Alberta's education system is buckling under intense pressure as classrooms swell with 30-40 students and rising incidents of aggression create unsustainable working conditions for teachers, according to a newly released government report.

System Operating in Crisis Mode

The long-awaited aggression and complexity report, released on Friday, paints a stark picture of schools operating in what educators describe as crisis mode. The document comes five months after the 25-member government-appointed action team was formed in June to address growing concerns about classroom conditions.

Education and Childcare Minister Demetrios Nicolaides and Premier Danielle Smith now face mounting pressure to implement solutions after the province forced teachers back to work on October 27 using the notwithstanding clause. The government had promised this report would inform how the class size and complexity cabinet committee moves forward.

Multiple Challenges Overwhelming Schools

The comprehensive report identified five critical challenge areas threatening the stability of Alberta's education system. These include growing student complexity, reactive school environments, emotional exhaustion among educators, insufficient professional training, and significant gaps in relationships between schools and families.

Through extensive engagement conducted from July to September, the Action Team conducted in-person and virtual meetings with education stakeholders, frontline staff, various organizations and families across the province. Their findings confirm that student aggression represents a deeply multifaceted challenge rooted in a complex web of individual, social, and systemic influences.

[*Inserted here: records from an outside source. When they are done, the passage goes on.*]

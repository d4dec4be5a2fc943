//! Per-category recovery actions.
//!
//! | Category / kind          | Action                                         |
//! |--------------------------|------------------------------------------------|
//! | network                  | probe, then reconnect (immediate if reachable) |
//! | authentication (expired) | refresh token, reconnect with the new token    |
//! | authentication (invalid) | none, needs manual re-authentication           |
//! | server: rate limited     | fixed cooldown, one attempt                    |
//! | server: unavailable      | bounded backoff reconnect                      |
//! | server: queue full       | short fixed wait, one attempt                  |
//! | protocol, unknown        | drop the session, backoff reconnect            |
//! | configuration            | none                                           |
//!
//! Every successful action ends with exactly one [`RequestQueue::flush`],
//! issued after the caller has been told the connection is back.

use std::sync::Arc;
use std::time::Duration;

use serde::Serialize;
use tokio::time::Instant;
use tokio_util::sync::CancellationToken;
use tracing::{debug, info, warn};

use crate::errors::{CategorizedError, ErrorCategory, ErrorKind, TransportError};
use crate::reconnect::{ReconnectOutcome, ReconnectPlan, ReconnectionManager};
use crate::traits::{AuthProvider, RequestQueue, Transport};

#[derive(Debug, Clone, Copy, PartialEq, Eq)]
pub struct RecoveryConfig {
    pub rate_limit_cooldown: Duration,
    pub queue_full_wait: Duration,
    pub server_unavailable_retries: u32,
    pub probe_timeout: Duration,
}

impl Default for RecoveryConfig {
    fn default() -> Self {
        Self {
            rate_limit_cooldown: Duration::from_secs(60),
            queue_full_wait: Duration::from_secs(5),
            server_unavailable_retries: 5,
            probe_timeout: Duration::from_secs(10),
        }
    }
}

#[derive(Debug, Clone, Copy, PartialEq, Eq, Serialize)]
#[serde(rename_all = "snake_case")]
pub enum RecoveryStrategy {
    Reconnect,
    RefreshAndReconnect,
    Cooldown,
    BoundedRetry,
    ShortWait,
    SessionReset,
    Manual,
}

impl RecoveryStrategy {
    /// Strategy for an error. Unknown errors get the protocol treatment.
    pub fn for_error(error: &CategorizedError) -> Self {
        match (error.category, error.kind) {
            (ErrorCategory::Configuration, _) | (_, ErrorKind::TokenInvalid) => Self::Manual,
            (_, ErrorKind::TokenExpired) => Self::RefreshAndReconnect,
            (_, ErrorKind::RateLimited) => Self::Cooldown,
            (_, ErrorKind::QueueFull) => Self::ShortWait,
            (ErrorCategory::Server, _) => Self::BoundedRetry,
            (ErrorCategory::Protocol | ErrorCategory::Unknown, _) => Self::SessionReset,
            _ => Self::Reconnect,
        }
    }

    pub fn as_str(self) -> &'static str {
        match self {
            Self::Reconnect => "reconnect",
            Self::RefreshAndReconnect => "refresh_and_reconnect",
            Self::Cooldown => "cooldown",
            Self::BoundedRetry => "bounded_retry",
            Self::ShortWait => "short_wait",
            Self::SessionReset => "session_reset",
            Self::Manual => "manual",
        }
    }
}

#[derive(Debug, Clone, Serialize)]
pub struct RecoveryResult {
    pub success: bool,
    pub duration_ms: u64,
    pub attempts: u32,
    pub message: String,
    pub strategy: RecoveryStrategy,
    pub cancelled: bool,
    /// Requests drained from the queue after a successful recovery.
    pub flushed: usize,
}

/// Executes the recovery action for a categorized error.
pub struct RecoveryStrategyDispatcher {
    transport: Arc<dyn Transport>,
    auth: Arc<dyn AuthProvider>,
    queue: Arc<dyn RequestQueue>,
    reconnection: Arc<ReconnectionManager>,
    config: RecoveryConfig,
}

impl RecoveryStrategyDispatcher {
    pub fn new(
        transport: Arc<dyn Transport>,
        auth: Arc<dyn AuthProvider>,
        queue: Arc<dyn RequestQueue>,
        reconnection: Arc<ReconnectionManager>,
        config: RecoveryConfig,
    ) -> Self {
        Self {
            transport,
            auth,
            queue,
            reconnection,
            config,
        }
    }

    pub fn config(&self) -> &RecoveryConfig {
        &self.config
    }

    pub fn reconnection(&self) -> &ReconnectionManager {
        &self.reconnection
    }

    /// Whether automatic recovery is possible at all.
    pub fn is_recoverable(error: &CategorizedError) -> bool {
        RecoveryStrategy::for_error(error) != RecoveryStrategy::Manual
    }

    pub async fn attempt_recovery(
        &self,
        error: &CategorizedError,
        cancel: &CancellationToken,
    ) -> RecoveryResult {
        self.attempt_recovery_then(error, cancel, |_| {}).await
    }

    /// Run the strategy for `error`. On success `on_restored` receives the
    /// outcome message before the queue is flushed, so the caller can mark
    /// the session connected first.
    pub async fn attempt_recovery_then<F>(
        &self,
        error: &CategorizedError,
        cancel: &CancellationToken,
        on_restored: F,
    ) -> RecoveryResult
    where
        F: FnOnce(&str),
    {
        let strategy = RecoveryStrategy::for_error(error);
        let started = Instant::now();
        info!(
            code = error.code,
            category = error.category.as_str(),
            strategy = strategy.as_str(),
            "Attempting recovery"
        );

        let step = match strategy {
            RecoveryStrategy::Manual => Step::failed(
                0,
                format!("{} {}", error.user_message, error.suggestion),
            ),
            RecoveryStrategy::Reconnect => {
                let plan = ReconnectPlan {
                    immediate_first: self.probe_reachable(cancel).await,
                    ..self.reconnection.plan()
                };
                self.backoff(plan, cancel).await
            }
            RecoveryStrategy::RefreshAndReconnect => self.refresh_and_reconnect(cancel).await,
            RecoveryStrategy::Cooldown => {
                self.wait_then_connect(self.config.rate_limit_cooldown, cancel)
                    .await
            }
            RecoveryStrategy::ShortWait => {
                self.wait_then_connect(self.config.queue_full_wait, cancel)
                    .await
            }
            RecoveryStrategy::BoundedRetry => {
                let plan = ReconnectPlan {
                    max_attempts: self.config.server_unavailable_retries,
                    immediate_first: false,
                };
                self.backoff(plan, cancel).await
            }
            RecoveryStrategy::SessionReset => {
                self.transport.close().await;
                self.backoff(self.reconnection.plan(), cancel).await
            }
        };

        let flushed = if step.success {
            on_restored(&step.message);
            let n = self.queue.flush().await;
            debug!(flushed = n, "Flushed queued requests after recovery");
            n
        } else {
            0
        };

        let result = RecoveryResult {
            success: step.success,
            duration_ms: started.elapsed().as_millis() as u64,
            attempts: step.attempts,
            message: step.message,
            strategy,
            cancelled: step.cancelled,
            flushed,
        };
        if result.success {
            info!(
                attempts = result.attempts,
                duration_ms = result.duration_ms,
                flushed,
                "Recovery succeeded"
            );
        } else {
            warn!(
                attempts = result.attempts,
                cancelled = result.cancelled,
                "Recovery failed: {}",
                result.message
            );
        }
        result
    }

    async fn connect_once(&self) -> Result<(), TransportError> {
        let token = self.auth.current_token().await?;
        self.transport.connect(&token).await
    }

    /// Reachable bridge: reconnect right away. Otherwise back off first.
    async fn probe_reachable(&self, cancel: &CancellationToken) -> bool {
        let probe = tokio::time::timeout(self.config.probe_timeout, self.transport.probe());
        let result = tokio::select! {
            biased;
            () = cancel.cancelled() => return false,
            r = probe => r,
        };
        match result {
            Ok(Ok(rtt)) => {
                debug!(rtt_ms = rtt.as_millis() as u64, "Bridge reachable, reconnecting now");
                true
            }
            Ok(Err(e)) => {
                debug!(error = %e, "Bridge probe failed, backing off");
                false
            }
            Err(_) => {
                debug!("Bridge probe timed out, backing off");
                false
            }
        }
    }

    async fn backoff(&self, plan: ReconnectPlan, cancel: &CancellationToken) -> Step {
        let outcome = self
            .reconnection
            .attempt_reconnection_with(cancel, plan, |_| self.connect_once())
            .await;
        match outcome {
            ReconnectOutcome::Connected { attempts } => {
                Step::ok(attempts, format!("Reconnected after {attempts} attempt(s)"))
            }
            ReconnectOutcome::Exhausted { attempts } => Step::failed(
                attempts,
                format!("Gave up after {attempts} reconnection attempt(s)"),
            ),
            ReconnectOutcome::Cancelled { attempts } => Step::cancelled(attempts),
            ReconnectOutcome::AlreadyRunning => {
                Step::failed(0, "A reconnection is already in progress".to_string())
            }
        }
    }

    async fn refresh_and_reconnect(&self, cancel: &CancellationToken) -> Step {
        let refreshed = tokio::select! {
            biased;
            () = cancel.cancelled() => return Step::cancelled(0),
            r = self.auth.refresh_token() => r,
        };
        let token = match refreshed {
            Ok(token) => token,
            Err(e) => {
                return Step::failed(0, format!("Token refresh failed: {e}. Sign in again."));
            }
        };
        info!("Token refreshed, reconnecting");

        let first = tokio::select! {
            biased;
            () = cancel.cancelled() => return Step::cancelled(0),
            r = self.transport.connect(&token) => r,
        };
        match first {
            Ok(()) => Step::ok(1, "Reconnected with a refreshed token".to_string()),
            Err(e) => {
                debug!(error = %e, "Reconnect with refreshed token failed, backing off");
                let mut step = self.backoff(self.reconnection.plan(), cancel).await;
                step.attempts += 1;
                step
            }
        }
    }

    async fn wait_then_connect(&self, wait: Duration, cancel: &CancellationToken) -> Step {
        info!(wait_secs = wait.as_secs(), "Waiting before retry");
        tokio::select! {
            biased;
            () = cancel.cancelled() => return Step::cancelled(0),
            () = tokio::time::sleep(wait) => {}
        }
        let result = tokio::select! {
            biased;
            () = cancel.cancelled() => return Step::cancelled(0),
            r = self.connect_once() => r,
        };
        match result {
            Ok(()) => Step::ok(1, format!("Reconnected after waiting {}s", wait.as_secs())),
            Err(e) => Step::failed(1, format!("Retry after {}s wait failed: {e}", wait.as_secs())),
        }
    }
}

Professional specialists including occupational therapists, speech-language pathologists and psychologists are raising alarms about the increasing number of children with complex needs entering the school system, further complicating classroom dynamics.

Language Barriers Adding to Complexity

At a Friday press conference, Premier Danielle Smith highlighted preliminary data showing a surge in English language learners arriving at later grades, creating additional strain on an already overwhelmed system.

If you end up with having more kids in the classroom who don't speak English than do and they're coming at later and later grades, the system is kind of broken, Smith stated. She suggested that specialized English language learning classes might be necessary before integrating these students into mainstream classrooms.

The concerns about increased aggression in schools are not new. In December 2023, the Alberta Teachers' Association conducted a survey where educators reported increased incidents of aggression from both parents and students, indicating the problem has been building for months.

With classrooms containing 30-40 students with severe cases of complexity becoming increasingly common, addressing this crisis has become the most immediate priority for Alberta's education system.